Trata-se de um estudo descritivo, realizado entre os meses de janeiro a dezembro de 2023, nas unidades de internação pediátrica, em uma instituição de média complexidade e portas abertas, localizada no extremo Leste da Cidade de São Paulo. Os dados foram coletados utilizando o documento padronizado do Protocolo de Sepse Pediátrica e posteriormente os dados foram contabilizados conforme o preenchimento das fichas abertas. Utilizou-se estatística descritiva para análise dos dados. Na metodologia “tudo ou nada”, todos os marcadores devem ser cumpridos para que a adesão seja contabilizada. Anteriormente os marcadores eram avaliados de forma individual e a adesão era realizada a partir de uma média dos marcadores. Entendendo a importância que cada marcador possui na condução do paciente e que o não cumprimento de um deles pode significar desfecho desfavorável, a mudança foi proposta. Ainda há avaliação individual de marcadores para que seja possível atuar certeiramente nos pontos de fragilidade. Por este motivo a adesão apresentou queda importante quando comparada à 2020 o que não quer dizer piora no marcador e sim uma visão mais fidedigna do protocolo. A meta institucional estabelecida para adesão ao Protocolo de Sepse na metodologia “tudo ou nada” é de 75%.
Desde 2021 diversas ações foram realizadas para que pudéssemos alcançar os resultados atuais, dentre eles: treinamentos/capacitações, oficinas, sensibilização com depoimento de paciente sobrevivente da sepse, campanhas anuais (anexo 1), criação de uma mascote (anexo 2), elaboração e implantação de um Kit Sepse (anexo 3) para coleta de exames laboratoriais, folders explicativos, retomada do Time de Sepse com atuação da equipe multidisciplinar com inserção de profissionais do ponta, discussão dos resultados mensais, identificação dos detratores, diagnóstico situacional, mapeamentos dos processos de trabalho, instalação de leitos específicos (anexo 4) para atendimento ao Protocolo de Sepse nos Pronto Socorros, implantação de caderno de controle com monitoramento da entrega e tempos de coleta da gasometria arterial ao laboratório, Service Level Agreement (SLA) com o laboratório, inserção com análise de dados realizada pelos Gestores das áreas (figura 5), acompanhamento diário a cada abertura do Protocolo de Sepse Pediátrico pelos gestores (médicos e enfermagem). Evidenciamos que de janeiro a dezembro de 2023 tivemos um aumento de 415,47% na adesão geral do protocolo se comparado ao mesmo período de 2022.

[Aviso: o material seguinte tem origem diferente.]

use crate::room::client_id::ClientId;

#[derive(Default)]
pub struct ClientIdSequence {
	next_id: u64,
}

impl ClientIdSequence {
	pub fn next(&mut self) -> ClientId {
		let id = self.next_id;
		self.next_id += 1;
		ClientId::from(id)
	}
}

A adesão do Protocolo de Sepse Pediátrica é um caminho desafiador, mas necessário. O manejo adequado e o diagnóstico precoce são primordial para prognósticos favoráveis. Campanhas de conscientização, com utilização de elementos lúdicos, também contribuem para a divulgação, sendo responsáveis pela grande melhora nos indicadores constatada na instituição. Adotar a metodologia “tudo ou nada” é desafiador, mas o engajamento dos profissionais foi determinante para alcançarmos os resultados apresentados. Concomitante aos indicadores da adesão ao Protocolo de Sepse trabalhamos os aspectos epidemiológicos da Sepse, nos preocupando não apenas com a adesão ao protocolo, mas com a alta segura e responsável, no entanto deixaremos para um próximo trabalho. A sepse é um importante problema de saúde pública, gerenciar esse protocolo, adotando parâmetros robustos, conhecendo os detratores, revendo estratégias, traçando planos de ações, com envolvimento efetivo desde a alta gestão, possibilita alcançar resultados satisfatórios, contribuindo com a segurança do paciente, motivo pelo qual somos impulsionados a buscar cada vez melhores resultados.